What the task requires. Return the lines below in which the string "RwLock" occurs.
──────────
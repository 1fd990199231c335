//! Price Watcher (C8), §4.5. No reference equivalent — the teacher trades on its own bar-close
//! signal, it never waits for price to re-enter a band. Shaped on `AppState`'s
//! `RwLock<HashMap<String, _>>` monitor-map idiom: one entry per signal, one spawned poll task per
//! entry, removable by key.

use std::collections::HashMap;
use std::sync::Arc;
use std::time::Duration as StdDuration;

use chrono::Utc;
use parking_lot::RwLock;
use tokio::task::JoinHandle;
use tracing::{debug, info, instrument, warn};

use crate::batch_executor::BatchExecutor;
use crate::external::market_data::MarketDataProvider;
use crate::model::{Signal, StrategyConfig};
use crate::store::Store;
use crate::types::SignalStatus;

const DEFAULT_POLL_INTERVAL: StdDuration = StdDuration::from_secs(15);
const NO_BAND_TOLERANCE_PCT: f64 = 1.0;

/// Snapshot of one monitored signal, returned by [`PriceWatcher::get_monitor_status`].
#[derive(Debug, Clone)]
pub struct MonitorStatus {
    pub signal_id: String,
    pub token_symbol: String,
    pub last_price: Option<f64>,
    pub created_at: chrono::DateTime<Utc>,
}

struct Monitor {
    signal: Signal,
    users: Vec<StrategyConfig>,
    last_price: RwLock<Option<f64>>,
    created_at: chrono::DateTime<Utc>,
    handle: JoinHandle<()>,
}

pub struct PriceWatcher {
    store: Arc<dyn Store>,
    market_data: Arc<dyn MarketDataProvider>,
    batch_executor: Arc<BatchExecutor>,
    monitors: Arc<RwLock<HashMap<String, Monitor>>>,
    poll_interval: StdDuration,
}

impl PriceWatcher {
    pub fn new(
        store: Arc<dyn Store>,
        market_data: Arc<dyn MarketDataProvider>,
        batch_executor: Arc<BatchExecutor>,
    ) -> Self {
        Self {
            store,
            market_data,
            batch_executor,
            monitors: Arc::new(RwLock::new(HashMap::new())),
            poll_interval: DEFAULT_POLL_INTERVAL,
        }
    }

    pub fn with_poll_interval(mut self, interval: StdDuration) -> Self {
        self.poll_interval = interval;
        self
    }

    /// §4.5: idempotent per `signal.id` — a second call for an already-monitored signal is a
    /// no-op, it does not spawn a duplicate poll loop.
    #[instrument(skip(self, signal, users), fields(signal_id = %signal.id, token = %signal.token_symbol))]
    pub fn start_monitoring(&self, signal: Signal, users: Vec<StrategyConfig>) {
        if self.monitors.read().contains_key(&signal.id) {
            debug!("signal already monitored");
            return;
        }

        let signal_id = signal.id.clone();
        let store = self.store.clone();
        let market_data = self.market_data.clone();
        let batch_executor = self.batch_executor.clone();
        let monitors = self.monitors.clone();
        let poll_interval = self.poll_interval;
        let signal_for_task = signal.clone();
        let users_for_task = users.clone();

        let handle = tokio::spawn(async move {
            poll_loop(
                signal_for_task,
                users_for_task,
                store,
                market_data,
                batch_executor,
                monitors,
                poll_interval,
            )
            .await;
        });

        self.monitors.write().insert(
            signal_id,
            Monitor { signal, users, last_price: RwLock::new(None), created_at: Utc::now(), handle },
        );
    }

    pub fn stop_monitoring(&self, signal_id: &str) {
        if let Some(monitor) = self.monitors.write().remove(signal_id) {
            monitor.handle.abort();
        }
    }

    pub fn stop_all(&self) {
        let mut monitors = self.monitors.write();
        for (_, monitor) in monitors.drain() {
            monitor.handle.abort();
        }
    }

    pub fn get_monitor_status(&self) -> Vec<MonitorStatus> {
        self.monitors
            .read()
            .values()
            .map(|m| MonitorStatus {
                signal_id: m.signal.id.clone(),
                token_symbol: m.signal.token_symbol.clone(),
                last_price: *m.last_price.read(),
                created_at: m.created_at,
            })
            .collect()
    }
}

/// §4.5 entry rule, standalone so it is independently testable without spinning up a task.
pub fn entry_condition_met(signal: &Signal, current_price: f64) -> bool {
    if signal.entry_min > 0.0 && signal.entry_max > 0.0 && signal.entry_min <= signal.entry_max {
        current_price >= signal.entry_min && current_price <= signal.entry_max
    } else {
        let tolerance = signal.current_price * NO_BAND_TOLERANCE_PCT / 100.0;
        (current_price - signal.current_price).abs() <= tolerance
    }
}

#[allow(clippy::too_many_arguments)]
async fn poll_loop(
    signal: Signal,
    users: Vec<StrategyConfig>,
    store: Arc<dyn Store>,
    market_data: Arc<dyn MarketDataProvider>,
    batch_executor: Arc<BatchExecutor>,
    monitors: Arc<RwLock<HashMap<String, Monitor>>>,
    poll_interval: StdDuration,
) {
    let mut ticker = tokio::time::interval(poll_interval);
    loop {
        ticker.tick().await;

        if signal.is_expired(Utc::now()) {
            if let Err(e) = store.expire_signal(&signal.id).await {
                warn!(signal_id = %signal.id, error = %e, "failed to mark expired signal");
            }
            monitors.write().remove(&signal.id);
            return;
        }

        let prices = match market_data.get_batch_realtime_prices(&[signal.token_symbol.clone()]).await {
            Ok(p) => p,
            Err(e) => {
                warn!(signal_id = %signal.id, error = %e, "price poll failed — will retry next tick");
                continue;
            }
        };
        let Some(&current_price) = prices.get(&signal.token_symbol) else {
            continue;
        };

        if let Some(m) = monitors.read().get(&signal.id) {
            *m.last_price.write() = Some(current_price);
        }

        if entry_condition_met(&signal, current_price) {
            info!(signal_id = %signal.id, current_price, "entry condition met — firing batch executor");
            if let Err(e) = batch_executor.execute_batch_trades(&signal, &users, current_price).await {
                warn!(signal_id = %signal.id, error = %e, "batch execution failed");
            }
            if let Err(e) = store.expire_signal(&signal.id).await {
                debug!(signal_id = %signal.id, error = %e, "expire_signal no-op: already TRIGGERED by batch path");
            }
            monitors.write().remove(&signal.id);
            return;
        }
    }
}
fn run_benchmark(command: BenchmarkCommands, store: &JsonStore) -> Result<()> {
    let mut tracker = BenchmarkTracker::from_benchmarks(store.load_benchmarks()?);

    match command {
        BenchmarkCommands::Create { name, category, unit } => {
            let unit = unit.map(|u| parse_unit(&u)).transpose()?;
            let benchmark = tracker.create_benchmark(&name, category, unit)?;
            println!(
                "{} {} ({}, {})",
                "✓ Created benchmark".green().bold(),
                benchmark.name,
                benchmark.category,
                benchmark.unit
            );
            store.save_benchmarks(tracker.benchmarks())?;
        }

        BenchmarkCommands::Entry { name, value, reps, date, note } => {
            let benchmark = tracker
                .find_by_name(&name)
                .ok_or_else(|| anyhow!("no benchmark named '{}'", name))?;
            let id = benchmark.id;
            let value = parse_value(&value, benchmark.unit)?;
            let date = date.unwrap_or_else(|| Local::now().date_naive());

            tracker.add_entry(id, date, value, reps, note)?;
            let benchmark = tracker.get(id).expect("entry just added");
            let entry = benchmark.entries.last().expect("entry just added");
            println!(
                "{} {} on {}",
                "✓ Recorded".green().bold(),
                benchmark.format_entry(entry),
                date
            );

            if benchmark.personal_record().map(|pr| pr.id) == Some(entry.id) {
                println!("{}", "  New personal record!".yellow().bold());
            }
            store.save_benchmarks(tracker.benchmarks())?;
        }

        BenchmarkCommands::List => {
            let rows: Vec<BenchmarkRow> = tracker
                .benchmarks()
                .iter()
                .map(|b| BenchmarkRow {
                    name: b.name.clone(),
                    category: b.category.to_string(),
                    unit: b.unit.to_string(),
                    entries: b.entries.len(),
                    pr: b
                        .personal_record()
                        .map_or("-".to_string(), |pr| b.format_entry(pr)),
                })
                .collect();

            if rows.is_empty() {
                println!("No benchmarks yet. Create one with `carnet benchmark create`.");
            } else {
                println!("{}", Table::new(rows));
            }
        }

        BenchmarkCommands::Show { name } => {
            let benchmark = tracker
                .find_by_name(&name)
                .ok_or_else(|| anyhow!("no benchmark named '{}'", name))?;

            println!(
                "{} ({}, {})",
                benchmark.name.bold(),
                benchmark.category,
                benchmark.unit
            );
            match benchmark.personal_record() {
                Some(pr) => println!(
                    "  PR: {} on {}",
                    benchmark.format_entry(pr).yellow().bold(),
                    pr.date
                ),
                None => println!("  PR: none yet"),
            }
            for entry in benchmark.entries_sorted_desc() {
                let note = entry
                    .note
                    .as_deref()
                    .map_or(String::new(), |n| format!("  ({})", n));
                println!("  {}  {}{}", entry.date, benchmark.format_entry(entry), note);
            }
        }

        BenchmarkCommands::Delete { name } => {
            if let Some(benchmark) = tracker.find_by_name(&name) {
                let id = benchmark.id;
                tracker.delete_benchmark(id);
                store.save_benchmarks(tracker.benchmarks())?;
                println!("{} {}", "✓ Deleted".green().bold(), name);
            } else {
                println!("No benchmark named '{}'; nothing to delete.", name);
            }
        }

        BenchmarkCommands::Export { name, output } => {
            let benchmark = tracker
                .find_by_name(&name)
                .ok_or_else(|| anyhow!("no benchmark named '{}'", name))?;
            let file = File::create(&output)?;
            carnet::export_benchmark_csv(benchmark, file)?;
            println!(
                "{} {} entries to {}",
                "✓ Exported".green().bold(),
                benchmark.entries.len(),
                output.display()
            );
        }
    }

    Ok(())
}

fn run_session(command: SessionCommands, store: &JsonStore, config: &AppConfig) -> Result<()> {
    match command {
        SessionCommands::Log { duration, rpe, category, date } => {
            if !(1..=10).contains(&rpe) {
                bail!("RPE must be between 1 and 10");
            }
            let date = date.unwrap_or_else(|| Local::now().date_naive());

            let mut sessions = store.load_sessions()?;
            let session = TrainingSession::new(date, duration, rpe, category);
            let load = carnet::session_load(duration, rpe);
            let calories =
                carnet::session_calories(duration, config.settings.body_weight_kg, category);

            sessions.push(session);
            store.save_sessions(&sessions)?;

            println!(
                "{} {} session, RPE {} ({}), load {}",
                "✓ Logged".green().bold(),
                category,
                rpe,
                carnet::rpe_label(rpe),
                load
            );
            match calories {
                Some(kcal) => println!("  Estimated {} kcal", kcal),
                None => println!("  Calories unknown (set body_weight_kg in the config)"),
            }
        }

        SessionCommands::Week => {
            let sessions = store.load_sessions()?;
            let today = Local::now().date_naive();
            let summary = carnet::weekly_summary(&sessions, today, &config.load);

            println!("{}", "Weekly training load".bold());
            println!(
                "  Total load: {}  ({} sessions, {} min)",
                summary.total_load, summary.session_count, summary.total_duration
            );
            println!("  Average RPE: {}", summary.average_rpe);
            println!("  Trend: {:?}", summary.trend);
            println!(
                "  Risk: {}",
                format!("{}", summary.risk).color(risk_terminal_color(summary.risk))
            );
            println!("  {}", summary.risk.advice());
        }
    }

    Ok(())
}

fn run_sleep(command: SleepCommands, store: &JsonStore) -> Result<()> {
    match command {
        SleepCommands::Log { duration, bed, wake, quality, date } => {
            if !(1..=5).contains(&quality) {
                bail!("sleep quality must be between 1 and 5");
            }
            let date = date.unwrap_or_else(|| Local::now().date_naive());

            let entry = match (duration, bed, wake) {
                (Some(text), _, _) => {
                    let minutes = parse_sleep_duration(&text)?;
                    SleepEntry::new(date, minutes, quality)
                }
                (None, Some(bed), Some(wake)) => SleepEntry::from_times(date, bed, wake, quality),
                _ => bail!("provide either --duration or both --bed and --wake"),
            };

            let mut entries = store.load_sleep_entries()?;
            // One entry per night: a relog replaces the previous one
            entries.retain(|e| e.date != date);
            let formatted = carnet::format_sleep_duration(entry.duration_minutes);
            entries.push(entry);
            store.save_sleep_entries(&entries)?;

            println!(
                "{} {} of sleep on {}, quality {}/5",
                "✓ Logged".green().bold(),
                formatted,
                date,
                quality
            );
        }

        SleepCommands::Stats => {
            let entries = store.load_sleep_entries()?;
            let goal = store.load_sleep_goal()?;
            let stats = carnet::sleep_stats(&entries, goal);
            let advice = carnet::sleep_advice(stats.sleep_debt_hours);
            let today = Local::now().date_naive();

            println!("{}", "Sleep".bold());
            println!(
                "  Goal: {}",
                carnet::format_sleep_duration(goal.minutes())
            );
            println!(
                "  Average: {} (quality {}/5)",
                carnet::format_sleep_duration(stats.average_duration.round() as u32),
                stats.average_quality
            );
            println!("  Debt (7 nights): {}h", stats.sleep_debt_hours);
            println!("  Trend: {}", stats.trend);
            println!(
                "  Streak: {} nights (best {})",
                carnet::current_goal_streak(&entries, goal, today),
                carnet::longest_goal_streak(&entries, goal)
            );

            let message = match advice.severity {
                carnet::SleepSeverity::Good => advice.message.green(),
                carnet::SleepSeverity::Warning => advice.message.yellow(),
                carnet::SleepSeverity::Danger => advice.message.red().bold(),
            };
            println!("  {}", message);
        }

        SleepCommands::Goal { minutes } => match minutes {
            Some(minutes) => {
                let goal = SleepGoal::new(minutes);
                store.save_sleep_goal(goal)?;
                println!(
                    "{} sleep goal set to {}",
                    "✓".green().bold(),
                    carnet::format_sleep_duration(goal.minutes())
                );
            }
            None => {
                let goal = store.load_sleep_goal()?;
                println!(
                    "Sleep goal: {}",
                    carnet::format_sleep_duration(goal.minutes())
                );
            }
        },

        SleepCommands::Export { output } => {
            let entries = store.load_sleep_entries()?;
            let file = File::create(&output)?;
            carnet::export_sleep_csv(&entries, file)?;
            println!(
                "{} {} nights to {}",
                "✓ Exported".green().bold(),
                entries.len(),
                output.display()
            );
        }
    }

    Ok(())
}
──────────
Solution to the problem.
//! `RwLock<HashMap<String, _>>` monitor-map idiom: one entry per signal, one spawned poll task per
use parking_lot::RwLock;
    last_price: RwLock<Option<f64>>,
    monitors: Arc<RwLock<HashMap<String, Monitor>>>,
            monitors: Arc::new(RwLock::new(HashMap::new())),
            Monitor { signal, users, last_price: RwLock::new(None), created_at: Utc::now(), handle },
    monitors: Arc<RwLock<HashMap<String, Monitor>>>,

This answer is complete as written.